*** Opening ENTRIES PROVIDED ***

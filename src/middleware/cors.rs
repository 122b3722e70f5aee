//! Middleware de CORS
//!
//! En desarrollo se permite cualquier origen; en otro entorno solo los
//! orígenes configurados.

use axum::http::{header, HeaderValue, Method};
use tower_http::cors::{AllowOrigin, CorsLayer};

use crate::config::environment::EnvironmentConfig;

pub fn cors_layer(config: &EnvironmentConfig) -> CorsLayer {
    if config.is_development() {
        return CorsLayer::very_permissive();
    }
    cors_with_origins(&config.cors_origins)
}

/// Crear middleware de CORS con orígenes específicos
pub fn cors_with_origins(origins: &[String]) -> CorsLayer {
    let origins: Vec<HeaderValue> = origins
        .iter()
        .filter_map(|origin| HeaderValue::from_str(origin).ok())
        .collect();

    CorsLayer::new()
        .allow_origin(AllowOrigin::list(origins))
        .allow_methods([Method::GET, Method::POST, Method::PUT, Method::OPTIONS])
        .allow_headers([header::AUTHORIZATION, header::CONTENT_TYPE, header::ACCEPT])
        .allow_credentials(true)
        .max_age(std::time::Duration::from_secs(3600))
}
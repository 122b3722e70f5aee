//! Automotriz JJ - backend de ventas de vehículos
//!
//! Autenticación de vendedores, catálogo de vehículos disponibles,
//! registro de ventas e historial por vendedor.

pub mod config;
pub mod database;
pub mod dto;
pub mod middleware;
pub mod models;
pub mod repositories;
pub mod routes;
pub mod services;
pub mod state;
pub mod utils;

pub use routes::create_router;
pub use state::AppState;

*** Closing ENTRIES PROVIDED ***

## WORK REQUIRED:
All records are to be restated exactly, from the first line to the last line.

## RESPONSE AREA:
filename src/middleware/cors.rs
repository 122b3722e70f5aee
//! Middleware de CORS
//!
//! En desarrollo se permite cualquier origen; en otro entorno solo los
//! orígenes configurados.

use axum::http::{header, HeaderValue, Method};
use tower_http::cors::{AllowOrigin, CorsLayer};

use crate::config::environment::EnvironmentConfig;

pub fn cors_layer(config: &EnvironmentConfig) -> CorsLayer {
    if config.is_development() {
        return CorsLayer::very_permissive();
    }
    cors_with_origins(&config.cors_origins)
}

/// Crear middleware de CORS con orígenes específicos
pub fn cors_with_origins(origins: &[String]) -> CorsLayer {
    let origins: Vec<HeaderValue> = origins
        .iter()
        .filter_map(|origin| HeaderValue::from_str(origin).ok())
        .collect();

    CorsLayer::new()
        .allow_origin(AllowOrigin::list(origins))
        .allow_methods([Method::GET, Method::POST, Method::PUT, Method::OPTIONS])
        .allow_headers([header::AUTHORIZATION, header::CONTENT_TYPE, header::ACCEPT])
        .allow_credentials(true)
        .max_age(std::time::Duration::from_secs(3600))
}
repository 122b3722e70f5aee
//! Automotriz JJ - backend de ventas de vehículos
//!
//! Autenticación de vendedores, catálogo de vehículos disponibles,
//! registro de ventas e historial por vendedor.

pub mod config;
pub mod database;
pub mod dto;
pub mod middleware;
pub mod models;
pub mod repositories;
pub mod routes;
pub mod services;
pub mod state;
pub mod utils;

pub use routes::create_router;
pub use state::AppState;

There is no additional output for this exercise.